In recent years, artificial intelligence (AI) has garnered significant attention from researchers and has become a potent tool for predicting tasks in a variety of fields^{37,38,39,40,41}. AI has been widely applied in the oil industry owing to its advantages over costly and time-consuming experimental procedures and sophisticated thermodynamic models⁴². AI was utilized in the assessment of a water-alternating-CO₂ process³⁷ for determining the minimum miscibility pressure (MMP) of CO₂³⁸ and predicting oil recovery in CO₂-EOR approaches^39,40. A considerable number of studies have been carried out in the field of environmental research, specifically in the area of CCS, which have provided valuable insights into the potential of CCS as a feasible approach to mitigate climate change. These studies have focused on predicting the efficiency of CO₂ storage⁴¹ and assessing the features of coal as an approach to carbon sequestration^42,43.

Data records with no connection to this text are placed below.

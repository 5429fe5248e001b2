//! Result aggregation and the cold-start state machine
//!
//! The first pipeline stage. Decides between cold-start sampling (LHS pool or
//! per-knob random draws) and data-driven mode, and assembles the target
//! training set for the stages downstream.


use std::collections::{BTreeSet, HashMap};

use ndarray::Array2;
use rand::seq::SliceRandom;
use rand::Rng;
use tracing::{debug, info};

use crate::align::align_knobs;
use crate::catalog::{Knob, KnobType, KnobValue};
use crate::pipeline::{PipelineError, Result, StagePayload};
use crate::store::{Observation, ObservationId, Store, TuningMode};
use crate::surrogate::DesignGenerator;

/// LHS pool size regenerated in `lhs` mode
const LHS_POOL_SIZE: usize = 100;
/// LHS pool size regenerated when cold-starting a normal session
const LHS_POOL_SIZE_FALLBACK: usize = 10;

/// Build labeled knob/metric matrices from a set of observations.
///
/// Column labels are the sorted union of observed names; values missing from
/// an observation become 0. Row labels are observation ids, in input order.
pub fn aggregate_observations(
    observations: &[Observation],
) -> (Array2<f64>, Vec<String>, Array2<f64>, Vec<String>, Vec<u64>) {
    let knob_labels: Vec<String> = observations
        .iter()
        .flat_map(|o| o.knob_values.keys().cloned())
        .collect::<BTreeSet<_>>()
        .into_iter()
        .collect();
    let metric_labels: Vec<String> = observations
        .iter()
        .flat_map(|o| o.metric_values.keys().cloned())
        .collect::<BTreeSet<_>>()
        .into_iter()
        .collect();

    let x = Array2::from_shape_fn((observations.len(), knob_labels.len()), |(r, c)| {
        observations[r]
            .knob_values
            .get(&knob_labels[c])
            .copied()
            .unwrap_or(0.0)
    });
    let y = Array2::from_shape_fn((observations.len(), metric_labels.len()), |(r, c)| {
        observations[r]
            .metric_values
            .get(&metric_labels[c])
            .copied()
            .unwrap_or(0.0)
    });
    let rowlabels = observations.iter().map(|o| o.id).collect();
    (x, knob_labels, y, metric_labels, rowlabels)
}

/// Draw one independent uniform sample per knob, respecting its type
pub fn gen_random_config<R: Rng>(knobs: &[Knob], rng: &mut R) -> HashMap<String, KnobValue> {
    let mut config = HashMap::new();
    for knob in knobs {
        let value = match knob.vartype {
            KnobType::Bool => KnobValue::Bool(rng.random::<f64>() < 0.5),
            KnobType::Enum => {
                let idx = (rng.random::<f64>() * knob.enumvals.len() as f64).floor() as usize;
                KnobValue::Int(idx.min(knob.enumvals.len().saturating_sub(1)) as i64)
            }
            KnobType::Integer => {
                let span = knob.maxval - knob.minval;
                KnobValue::Int((knob.minval + rng.random::<f64>() * span).round() as i64)
            }
            KnobType::Real => {
                KnobValue::Real(knob.minval + rng.random::<f64>() * (knob.maxval - knob.minval))
            }
            KnobType::String | KnobType::Timestamp => KnobValue::Str("None".into()),
        };
        config.insert(knob.name.clone(), value);
    }
    config
}

/// Aggregate the target's benchmark history and decide cold-start vs.
/// data-driven mode for this trial.
///
/// LHS is entered in `lhs` mode and also whenever no pipeline data exists yet
/// for the trial's workload. The pool pop and the session save happen exactly
/// once per call.
pub fn aggregate_target_results<S, G, R>(
    store: &mut S,
    generator: &mut G,
    rng: &mut R,
    observation_id: ObservationId,
) -> Result<StagePayload>
where
    S: Store,
    G: DesignGenerator,
    R: Rng,
{
    let newest = store.observation(observation_id)?;
    let mut session = store.session(newest.session_id)?;
    let has_pipeline_data = store.workload_has_pipeline_data(newest.workload_id)?;

    let mut payload = StagePayload::for_observation(observation_id);

    if !has_pipeline_data || session.tuning_mode == TuningMode::Lhs {
        if !has_pipeline_data && session.tuning_mode == TuningMode::Normal {
            debug!("no pipeline data for this workload yet, picking a config with LHS");
        }
        let mut pool = std::mem::take(&mut session.lhs_pool);
        if pool.is_empty() {
            let n = if session.tuning_mode == TuningMode::Lhs {
                LHS_POOL_SIZE
            } else {
                LHS_POOL_SIZE_FALLBACK
            };
            pool = generator.generate(&session.knobs, n);
            pool.shuffle(rng);
            info!(samples = pool.len(), "regenerated LHS sample pool");
        }
        let config = pool
            .pop()
            .ok_or_else(|| PipelineError::Invalid("design generator returned no samples".into()))?;

        fill_target_matrices(&mut payload, &[newest]);
        payload.bad = true;
        payload.cold_start_config = Some(config);

        session.lhs_pool = pool;
        store.save_session(&session)?;
        debug!(remaining = session.lhs_pool.len(), "popped LHS config");
    } else if session.tuning_mode == TuningMode::RandomlyGenerate {
        let config = gen_random_config(&session.knobs, rng);
        fill_target_matrices(&mut payload, &[newest]);
        payload.bad = true;
        payload.cold_start_config = Some(config);
        debug!("generated a random config");
    } else {
        let target_results =
            store.observations_for_target(session.id, &newest.dbms, newest.workload_id)?;
        if target_results.is_empty() {
            // Guarded by the mode state machine; fatal if it ever occurs
            return Err(PipelineError::NoTargetResults {
                session: session.id,
            });
        }
        fill_target_matrices(&mut payload, &target_results);
        payload.bad = false;

        let (aligned, labels) = align_knobs(&payload.knob_matrix, &payload.knob_labels, &session);
        payload.knob_matrix = aligned;
        payload.knob_labels = labels;
        info!(rows = payload.rowlabels.len(), "aggregated target results");
    }

    Ok(payload)
}

fn fill_target_matrices(payload: &mut StagePayload, observations: &[Observation]) {
    let (x, knob_labels, y, metric_labels, rowlabels) = aggregate_observations(observations);
    payload.knob_matrix = x;
    payload.knob_labels = knob_labels;
    payload.metric_matrix = y;
    payload.metric_labels = metric_labels;
    payload.rowlabels = rowlabels;
}
//! Pipeline description and stage payloads
//!
//! Stages run as a linear chain of independently schedulable jobs: each
//! stage's output payload is the next stage's sole input. There is no retry
//! budget: a failing stage permanently fails that trial's pipeline and a new
//! trial must be started fresh. At most one in-flight pipeline per session is
//! assumed; serializing per-session pipelines is the caller's obligation.

#[cfg(test)]
mod tests;

use std::collections::HashMap;

use ndarray::Array2;
use serde::{Deserialize, Serialize};
use thiserror::Error;

use crate::catalog::KnobValue;
use crate::preprocess::PreprocessError;
use crate::store::{ObservationId, PipelineRunId, StoreError, WorkloadId};
use crate::surrogate::SurrogateError;

/// Recommendation algorithm selector
#[derive(Debug, Clone, Copy, PartialEq, Eq, Serialize, Deserialize)]
#[serde(rename_all = "UPPERCASE")]
pub enum Algorithm {
    /// Gaussian-process regression surrogate
    Gpr,
    /// Neural-network regression surrogate
    Dnn,
    /// Reinforcement-learning recommender
    Ddpg,
}

/// One stage of the recommendation pipeline
#[derive(Debug, Clone, Copy, PartialEq, Eq, Serialize, Deserialize)]
pub enum Stage {
    /// Cold-start state machine and target training-set assembly
    Aggregate,
    /// Workload-similarity scoring and selection
    MapWorkload,
    /// Training-set combination plus surrogate search
    Recommend,
    /// One RL training transition from the latest trial
    TrainAgent,
    /// Query the persisted RL agent for the next configuration
    RecommendAgent,
}

/// The ordered stage chain for an algorithm. The RL path bypasses mapping
/// and combination and drives the persistent agent directly.
pub fn stages_for(algorithm: Algorithm) -> &'static [Stage] {
    match algorithm {
        Algorithm::Gpr | Algorithm::Dnn => {
            &[Stage::Aggregate, Stage::MapWorkload, Stage::Recommend]
        }
        Algorithm::Ddpg => &[Stage::TrainAgent, Stage::RecommendAgent],
    }
}

/// The workload the mapper matched to the target
#[derive(Debug, Clone, PartialEq, Serialize, Deserialize)]
pub struct MappedWorkload {
    pub id: WorkloadId,
    pub name: String,
    pub score: f64,
}

/// Structured payload handed from stage to stage for one trial
#[derive(Debug, Clone, Serialize, Deserialize)]
pub struct StagePayload {
    /// The trial this pipeline run is recommending for
    pub newest_observation_id: ObservationId,
    /// Cold-start round: skip mapping and search, persist the supplied config
    pub bad: bool,
    pub knob_matrix: Array2<f64>,
    pub knob_labels: Vec<String>,
    pub metric_matrix: Array2<f64>,
    pub metric_labels: Vec<String>,
    /// Observation id per matrix row
    pub rowlabels: Vec<u64>,
    pub mapped_workload: Option<MappedWorkload>,
    /// Workload id to (name, similarity score)
    pub scores: Option<HashMap<WorkloadId, (String, f64)>>,
    pub pipeline_run: Option<PipelineRunId>,
    /// Configuration chosen by the cold-start state machine
    pub cold_start_config: Option<HashMap<String, KnobValue>>,
}

impl StagePayload {
    /// An empty payload for a trial, before aggregation
    pub fn for_observation(id: ObservationId) -> Self {
        Self {
            newest_observation_id: id,
            bad: false,
            knob_matrix: Array2::zeros((0, 0)),
            knob_labels: Vec::new(),
            metric_matrix: Array2::zeros((0, 0)),
            metric_labels: Vec::new(),
            rowlabels: Vec::new(),
            mapped_workload: None,
            scores: None,
            pipeline_run: None,
            cold_start_config: None,
        }
    }
}

/// Errors that permanently fail a trial's pipeline
#[derive(Debug, Error)]
pub enum PipelineError {
    #[error("Store error: {0}")]
    Store(#[from] StoreError),

    #[error("Preprocessing error: {0}")]
    Preprocess(#[from] PreprocessError),

    #[error("Surrogate error: {0}")]
    Surrogate(#[from] SurrogateError),

    /// Column-label mismatch between datasets that must share a schema
    #[error("{side} column labels differ between target and workload data")]
    SchemaMismatch { side: &'static str },

    #[error("Could not find target objective {0} in metrics")]
    TargetObjectiveMissing(String),

    #[error("Found {count} instances of target objective {name} in metrics")]
    TargetObjectiveDuplicated { name: String, count: usize },

    /// Unreachable by construction: the cold-start state machine guards it
    #[error("No results found for session {session} in normal mode")]
    NoTargetResults { session: u64 },

    #[error("Cannot recommend: {0}")]
    Invalid(String),
}

/// Result alias for pipeline stages
pub type Result<T> = std::result::Result<T, PipelineError>;
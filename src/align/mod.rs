//! Data alignment
//!
//! Canonicalizes knob and metric matrices to a session's declared schema.
//! Every downstream stage assumes knob columns are in catalog order and that
//! the first metric column is the session's target objective; alignment is
//! what makes those invariants hold.


use ndarray::Array2;
use tracing::{debug, info};

use crate::store::Session;

/// Align a knob matrix to the session's knob catalog.
///
/// For each catalog knob present in `labels` the column is copied; missing
/// knobs get a column filled with the catalog default converted per type
/// (enum to index, bool to truthy parse, numeric to float; a conversion
/// failure substitutes 0 and logs, it never raises). Columns not in the
/// catalog are dropped.
///
/// Postcondition: the output label sequence equals the catalog order exactly.
/// A violation is an internal-consistency fault and asserts.
pub fn align_knobs(
    matrix: &Array2<f64>,
    labels: &[String],
    session: &Session,
) -> (Array2<f64>, Vec<String>) {
    let catalog: Vec<&str> = session.knobs.iter().map(|k| k.name.as_str()).collect();
    if catalog.len() == labels.len() && catalog.iter().zip(labels).all(|(c, l)| *c == l) {
        // Nothing to do
        return (matrix.clone(), labels.to_vec());
    }

    info!(
        catalog = catalog.len(),
        input = labels.len(),
        missing = catalog.iter().filter(|c| !labels.iter().any(|l| l == *c)).count(),
        extra = labels.iter().filter(|l| !catalog.contains(&l.as_str())).count(),
        "aligning knob matrix to session catalog"
    );

    let nrows = matrix.nrows();
    let mut new_labels = Vec::with_capacity(session.knobs.len());
    let mut aligned = Array2::zeros((nrows, session.knobs.len()));
    for (j, knob) in session.knobs.iter().enumerate() {
        match labels.iter().position(|l| l == &knob.name) {
            Some(idx) => {
                aligned.column_mut(j).assign(&matrix.column(idx));
            }
            None => {
                let default = knob.default_as_f64();
                aligned.column_mut(j).fill(default);
            }
        }
        new_labels.push(knob.name.clone());
    }
    debug!(rows = nrows, cols = new_labels.len(), "aligned knob matrix");

    assert_eq!(
        new_labels,
        catalog.iter().map(|c| c.to_string()).collect::<Vec<_>>(),
        "aligned knob labels must equal the session catalog order"
    );
    assert_eq!(
        aligned.dim(),
        (nrows, catalog.len()),
        "aligned knob matrix has unexpected shape"
    );

    (aligned, new_labels)
}

/// Align a metric matrix to [target objective] followed by the DBMS metric
/// catalog order. Missing columns default to 0. Always succeeds.
pub fn align_metrics(
    matrix: &Array2<f64>,
    labels: &[String],
    session: &Session,
) -> (Array2<f64>, Vec<String>) {
    let mut metric_cat = vec![session.target_objective.clone()];
    for m in &session.metric_catalog {
        metric_cat.push(m.name.clone());
    }

    let missing = metric_cat.iter().filter(|m| !labels.contains(m)).count();
    let unused = labels.iter().filter(|l| !metric_cat.contains(l)).count();
    debug!(missing, unused, "aligning metric matrix to catalog");

    let mut aligned = Array2::zeros((matrix.nrows(), metric_cat.len()));
    for (j, name) in metric_cat.iter().enumerate() {
        if let Some(idx) = labels.iter().position(|l| l == name) {
            aligned.column_mut(j).assign(&matrix.column(idx));
        }
    }
    (aligned, metric_cat)
}
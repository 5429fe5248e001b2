//! Configuration recommendation search
//!
//! Fits the session's surrogate on the combined workload data and runs its
//! optimizer from a mix of random seeds and the best configurations seen so
//! far. The winning candidate is decoded back to raw knob values and clamped
//! to the catalog's declared ranges.


use std::collections::HashMap;

use ndarray::{Array1, Array2};
use rand::Rng;
use tracing::{debug, info};

use crate::catalog::{Knob, KnobType, KnobValue};
use crate::combine::{combine_workload, CombinedWorkload};
use crate::pipeline::{Result, StagePayload};
use crate::store::{Recommendation, RecommendationStatus, Store, TuningMode};
use crate::surrogate::{Bounds, SearchSurrogate};

// Seeds this close (squared distance) to the upper bound get nudged down
// instead of up so they stay in range
const UPPER_BOUND_PROXIMITY: f64 = 1e-3;

/// Recommend the next configuration to try and persist it onto the trial.
///
/// On a cold-start round the sampled configuration rides through unchanged
/// with a `Bad` status. Otherwise the surrogate is fitted and optimized and
/// the lowest-loss candidate becomes the recommendation.
pub fn recommend_configuration<S, M, R>(
    store: &mut S,
    payload: &StagePayload,
    model: &mut M,
    rng: &mut R,
) -> Result<Recommendation>
where
    S: Store,
    M: SearchSurrogate,
    R: Rng,
{
    let newest = store.observation(payload.newest_observation_id)?;
    let session = store.session(newest.session_id)?;

    if payload.bad {
        let config = payload.cold_start_config.clone().unwrap_or_default();
        debug!("cold-start round, passing the sampled configuration through");
        // The note tells the operator where the configuration came from
        let info = match session.tuning_mode {
            TuningMode::RandomlyGenerate => "randomly generated configuration",
            _ => "configuration sampled from the latin hypercube pool",
        };
        let rec = Recommendation {
            config,
            status: RecommendationStatus::Bad,
            info: info.into(),
            observation_id: payload.newest_observation_id,
            pipeline_run: payload.pipeline_run,
        };
        store.save_recommendation(&rec)?;
        return Ok(rec);
    }

    let combined = combine_workload(store, payload)?;
    let params = &session.hyperparameters;

    let seeds = build_seeds(
        &combined,
        params.num_samples,
        params.top_num_config,
        params.gpr_eps,
        rng,
    );

    model.fit(&combined.x_scaled, &combined.y_scaled)?;
    let outcome = model.optimize(
        &seeds,
        &Bounds {
            min: combined.x_min.clone(),
            max: combined.x_max.clone(),
        },
        &combined.repair,
    )?;

    let best = outcome
        .losses
        .iter()
        .enumerate()
        .min_by(|(_, a), (_, b)| a.partial_cmp(b).unwrap_or(std::cmp::Ordering::Equal))
        .map(|(i, _)| i)
        .unwrap_or(0);
    let best_scaled = outcome.configs.row(best).to_owned();

    let config = decode_configuration(&combined, &best_scaled, &session.knobs);
    info!(
        loss = outcome.losses[best],
        "selected the best candidate configuration"
    );

    let rec = Recommendation {
        config,
        status: RecommendationStatus::Good,
        info: format!("training data size {}", combined.x_scaled.nrows()),
        observation_id: payload.newest_observation_id,
        pipeline_run: payload.pipeline_run,
    };
    store.save_recommendation(&rec)?;
    Ok(rec)
}

/// Random seeds across the bounded box plus the historically best rows,
/// nudged off the training points so the optimizer does not start exactly on
/// them.
fn build_seeds<R: Rng>(
    combined: &CombinedWorkload,
    num_samples: usize,
    top_num_config: usize,
    gpr_eps: f64,
    rng: &mut R,
) -> Array2<f64> {
    let ncols = combined.x_scaled.ncols();
    let mut order: Vec<usize> = (0..combined.y_scaled.len()).collect();
    order.sort_by(|&a, &b| {
        combined.y_scaled[a]
            .partial_cmp(&combined.y_scaled[b])
            .unwrap_or(std::cmp::Ordering::Equal)
    });
    let n_best = top_num_config.min(order.len());

    let mut seeds = Array2::zeros((num_samples + n_best, ncols));
    for i in 0..num_samples {
        for j in 0..ncols {
            let span = combined.x_max[j] - combined.x_min[j];
            seeds[[i, j]] = combined.x_min[j] + rng.random::<f64>() * span;
        }
    }
    for (i, &row) in order.iter().take(n_best).enumerate() {
        let base = combined.x_scaled.row(row);
        let dist: f64 = base
            .iter()
            .zip(combined.x_max.iter())
            .map(|(v, m)| (m - v).powi(2))
            .sum();
        let eps = if dist < UPPER_BOUND_PROXIMITY {
            -gpr_eps.abs()
        } else {
            gpr_eps.abs()
        };
        for j in 0..ncols {
            seeds[[num_samples + i, j]] = base[j] + eps;
        }
    }
    seeds
}

/// Unscale and decode the winning candidate, then clamp each knob to its
/// declared raw range and cast to its catalog type.
fn decode_configuration(
    combined: &CombinedWorkload,
    best_scaled: &Array1<f64>,
    knobs: &[Knob],
) -> HashMap<String, KnobValue> {
    let raw_encoded = combined.x_scaler.inverse_transform_row(best_scaled);
    let raw = match &combined.encoder {
        Some(encoder) => encoder.inverse_row(&raw_encoded),
        None => raw_encoded,
    };

    let mut config = HashMap::with_capacity(combined.columnlabels.len());
    for (i, label) in combined.columnlabels.iter().enumerate() {
        let knob = knobs.iter().find(|k| &k.name == label);
        let value = match knob {
            Some(k) => {
                let clamped = raw[i].clamp(k.minval, k.maxval);
                match k.vartype {
                    KnobType::Bool => KnobValue::Bool(clamped >= 0.5),
                    KnobType::Enum => {
                        let top = k.enumvals.len().saturating_sub(1) as f64;
                        KnobValue::Int(clamped.round().clamp(0.0, top) as i64)
                    }
                    KnobType::Integer => KnobValue::Int(clamped.round() as i64),
                    KnobType::Real => KnobValue::Real(clamped),
                    KnobType::String | KnobType::Timestamp => KnobValue::Str("None".into()),
                }
            }
            None => KnobValue::Real(raw[i]),
        };
        config.insert(label.clone(), value);
    }
    config
}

Ghasemian et al.⁴⁴ developed an artificial neural network (ANN) to estimate the solubility of CO₂ in water based on 105 data points from their experiments conducted at pressure and temperature ranges of 0.1–1 MPa and 278.15–348.15 K, respectively. They noticed that the ANN model outperformed the EoSs in CO₂ solubility prediction with an absolute average deviation (AAD) of 4%. Hemmati-Sarapardeh et al.⁴⁵ investigated the efficiency of four machine learning (ML) techniques, namely, radial basis function (RBF), multilayer perceptron (MLP), gene expression programming (GEP), and least-squares support vector machine (LSSVM) models, to estimate CO₂ solubility in pure water at high pressures and temperatures. The results showed that the highest level of accuracy was achieved with the LSSVM model optimized by the firefly optimization algorithm (FFA) with a root mean square error (RMSE) of 0.3261. Khoshraftar and Ghaemi utilized ANN and response surface methodology (RSM) to predict the solubility of CO₂ in water. Their model development was based on 240 measurements that were conducted within a pressure range of 0.5–200 MPa and a temperature between 313.15 and 473.15 K. The efficiency of MLP and RBF models were compared using an ANN technique. All the developed models accurately predicted solubility, although the RBF and MLP models exhibited the highest performance⁴⁶.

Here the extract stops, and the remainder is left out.